Thursday, July 13, 2017

"Shiloh" (1982)

Read story by Bobbie Ann Mason online.

Bobbie Ann Mason reads like another writer in the second half of the 20th century who was influenced by Raymond Carver. She does with her native Western Kentucky much as Carver did with his native Pacific Northwest. "Shiloh" is about the end of the marriage of Leroy and Norma Jean. It's filled with poignant detail and the routines of busy lives attempting not to deal with important issues. Leroy, a long-haul trucker, has recently been laid up by a serious accident on the job. Now he is afraid to drive again, but he doesn't know how to be useful. He takes up an assortment of hobbies while he convalesces, and eventually decides he wants to build a log cabin by hand for his family, almost as if that's just another hobby. Norma Jean is having none of it. She treats him as if he is going through a phase—isn't he? Her mother, Mabel, also thinks it's a ridiculous idea. She was raised in a log cabin. "It's no picnic, let me tell you," she says, trying to steer him away from the idea. Norma Jean works at the cosmetics counter in a drugstore, and spends a lot of her time exercising, trying to tone her arms. Leroy and Norma Jean had a child many years earlier who died of crib death, and no children since. Mabel wants them to visit the Shiloh battlefield nearby. Mabel went there for her honeymoon and perhaps she thinks it will do their marriage good. They finally go there for a heavily freighted and symbolic visit, the time and place Norma Jean chooses to tell Leroy she is planning to leave him. In this civil war, Leroy represents the union, and Norma Jean is seceding. Neither character is unsympathetic, though both have annoying points. The early '80s is about the time divorce was slipping into widespread acceptance, starting to become just what people did, the way staying together used to be. It's a sad scene. Marriages become the mass victims the way the soldiers were at Shiloh. There are no tears or recriminations when Norma Jean makes her announcement there.
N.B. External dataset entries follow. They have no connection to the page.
pub mod transaction;

use crate::config::AppConfig;
use crate::errors::ServiceError;
use sea_orm::{ConnectOptions, ConnectionTrait, Database, DatabaseConnection, DbBackend};
use sea_orm_migration::MigratorTrait;
use std::time::Duration;
use tracing::{debug, error, info};

pub use transaction::with_transaction;

/// Type alias for a database connection pool
pub type DbPool = DatabaseConnection;

/// Configuration for database connection
#[derive(Debug, Clone)]
pub struct DbConfig {
    /// Database connection URL
    pub url: String,
    /// Maximum number of connections
    pub max_connections: u32,
    /// Minimum number of connections
    pub min_connections: u32,
    /// Connection timeout duration
    pub connect_timeout: Duration,
    /// Idle timeout duration
    pub idle_timeout: Duration,
    /// Acquire connection timeout
    pub acquire_timeout: Duration,
}

impl Default for DbConfig {
    fn default() -> Self {
        Self {
            url: String::new(),
            max_connections: 10,
            min_connections: 1,
            connect_timeout: Duration::from_secs(30),
            idle_timeout: Duration::from_secs(600),
            acquire_timeout: Duration::from_secs(8),
        }
    }
}

impl From<&AppConfig> for DbConfig {
    fn from(cfg: &AppConfig) -> Self {
        Self {
            url: cfg.database_url.clone(),
            max_connections: cfg.db_max_connections,
            min_connections: cfg.db_min_connections.min(cfg.db_max_connections),
            connect_timeout: Duration::from_secs(cfg.db_connect_timeout_secs),
            idle_timeout: Duration::from_secs(cfg.db_idle_timeout_secs),
            acquire_timeout: Duration::from_secs(cfg.db_acquire_timeout_secs),
        }
    }
}

/// Establishes a connection pool to the database with custom configuration
///
/// # Errors
/// Returns a `ServiceError::DatabaseError` if the connection cannot be established
pub async fn establish_connection_with_config(config: &DbConfig) -> Result<DbPool, ServiceError> {
    debug!(
        max_connections = config.max_connections,
        min_connections = config.min_connections,
        "Configuring database connection"
    );

    let mut opt = ConnectOptions::new(config.url.clone());
    opt.max_connections(config.max_connections)
        .min_connections(config.min_connections)
        .connect_timeout(config.connect_timeout)
        .acquire_timeout(config.acquire_timeout)
        .idle_timeout(config.idle_timeout)
        .sqlx_logging(false);

    let db_pool = Database::connect(opt).await.map_err(|e| {
        error!("Database connection establishment failed: {}", e);
        ServiceError::DatabaseError(e)
    })?;

    info!(
        backend = ?db_pool.get_database_backend(),
        "Database connection pool established successfully"
    );
    Ok(db_pool)
}

/// Establish DB pool using AppConfig tuning
pub async fn establish_connection_from_app_config(cfg: &AppConfig) -> Result<DbPool, ServiceError> {
    let db_cfg: DbConfig = cfg.into();
    establish_connection_with_config(&db_cfg).await
}

/// Runs database migrations
///
/// # Errors
/// Returns a `ServiceError::DatabaseError` if migrations fail to execute
pub async fn run_migrations(pool: &DbPool) -> Result<(), ServiceError> {
    info!("Running database migrations");
    let start = std::time::Instant::now();

    let result = migrations::Migrator::up(pool, None)
        .await
        .map_err(ServiceError::DatabaseError);

    let elapsed = start.elapsed();
    match &result {
        Ok(_) => info!("Database migrations completed successfully in {:?}", elapsed),
        Err(e) => error!("Database migrations failed after {:?}: {}", elapsed, e),
    }

    result
}

/// Checks if the database connection is active
pub async fn check_connection(pool: &DbPool) -> Result<(), ServiceError> {
    let start = std::time::Instant::now();
    let result = pool.ping().await.map_err(ServiceError::DatabaseError);

    match &result {
        Ok(_) => debug!("Database connection check successful in {:?}", start.elapsed()),
        Err(e) => error!(
            "Database connection check failed after {:?}: {}",
            start.elapsed(),
            e
        ),
    }

    result
}

/// Whether row-level locks (`SELECT ... FOR UPDATE`) are available on this backend.
pub fn supports_row_locks(backend: DbBackend) -> bool {
    matches!(backend, DbBackend::Postgres | DbBackend::MySql)
}

/// Single-connection in-memory SQLite pool with the schema applied.
#[cfg(test)]
pub(crate) async fn memory_pool() -> DbPool {
    let cfg = DbConfig {
        url: "sqlite::memory:".into(),
        max_connections: 1,
        min_connections: 1,
        ..Default::default()
    };
    let pool = establish_connection_with_config(&cfg).await.unwrap();
    run_migrations(&pool).await.unwrap();
    pool
}

#[cfg(test)]
mod tests {
    use super::*;

    #[test]
    fn pool_settings_follow_app_config() {
        let mut cfg = AppConfig::new("sqlite::memory:".into(), "127.0.0.1".into(), 0, "test".into());
        cfg.db_max_connections = 1;
        cfg.db_min_connections = 4;

        let db_cfg = DbConfig::from(&cfg);
        assert_eq!(db_cfg.max_connections, 1);
        assert_eq!(db_cfg.min_connections, 1);
        assert_eq!(db_cfg.url, "sqlite::memory:");
    }

    #[test]
    fn sqlite_has_no_row_locks() {
        assert!(supports_row_locks(DbBackend::Postgres));
        assert!(!supports_row_locks(DbBackend::Sqlite));
    }

    #[tokio::test]
    async fn in_memory_sqlite_migrates_and_pings() {
        let pool = memory_pool().await;
        assert_eq!(pool.get_database_backend(), DbBackend::Sqlite);
        check_connection(&pool).await.unwrap();
    }

    #[tokio::test]
    async fn migrated_quantity_columns_hold_exact_values() {
        use crate::entities::{product, quantity::Quantity};
        use rust_decimal_macros::dec;
        use sea_orm::{ActiveModelTrait, EntityTrait, Set};

        let pool = memory_pool().await;
        let stored = Quantity::new(dec!(999999999999.9999)).unwrap();
        let id = product::ActiveModel {
            id: Set(uuid::Uuid::new_v4()),
            name: Set("Rice".into()),
            sku: Set(None),
            stock_quantity: Set(stored),
            ..Default::default()
        }
        .insert(&pool)
        .await
        .unwrap()
        .id;

        let loaded = product::Entity::find_by_id(id).one(&pool).await.unwrap().unwrap();
        assert_eq!(loaded.stock_quantity, stored);
        assert_eq!(loaded.stock_quantity.amount().to_string(), "999999999999.9999");
    }
}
There's only a depressing sense of finality—depressing, but not consuming, because life goes on. It's too soon to want for death as the way out. There's little sense anyone in this story has changed or will change by the end. Just sad resignation, squaring shoulders, and forward into the future. It's how we live now, still.

American Short Story Masterpieces, ed. Raymond Carver and Tom Jenks

1 comment:

  1. "...the routines of busy lives attempting not to deal with important issues." Otherwise known as 'work'?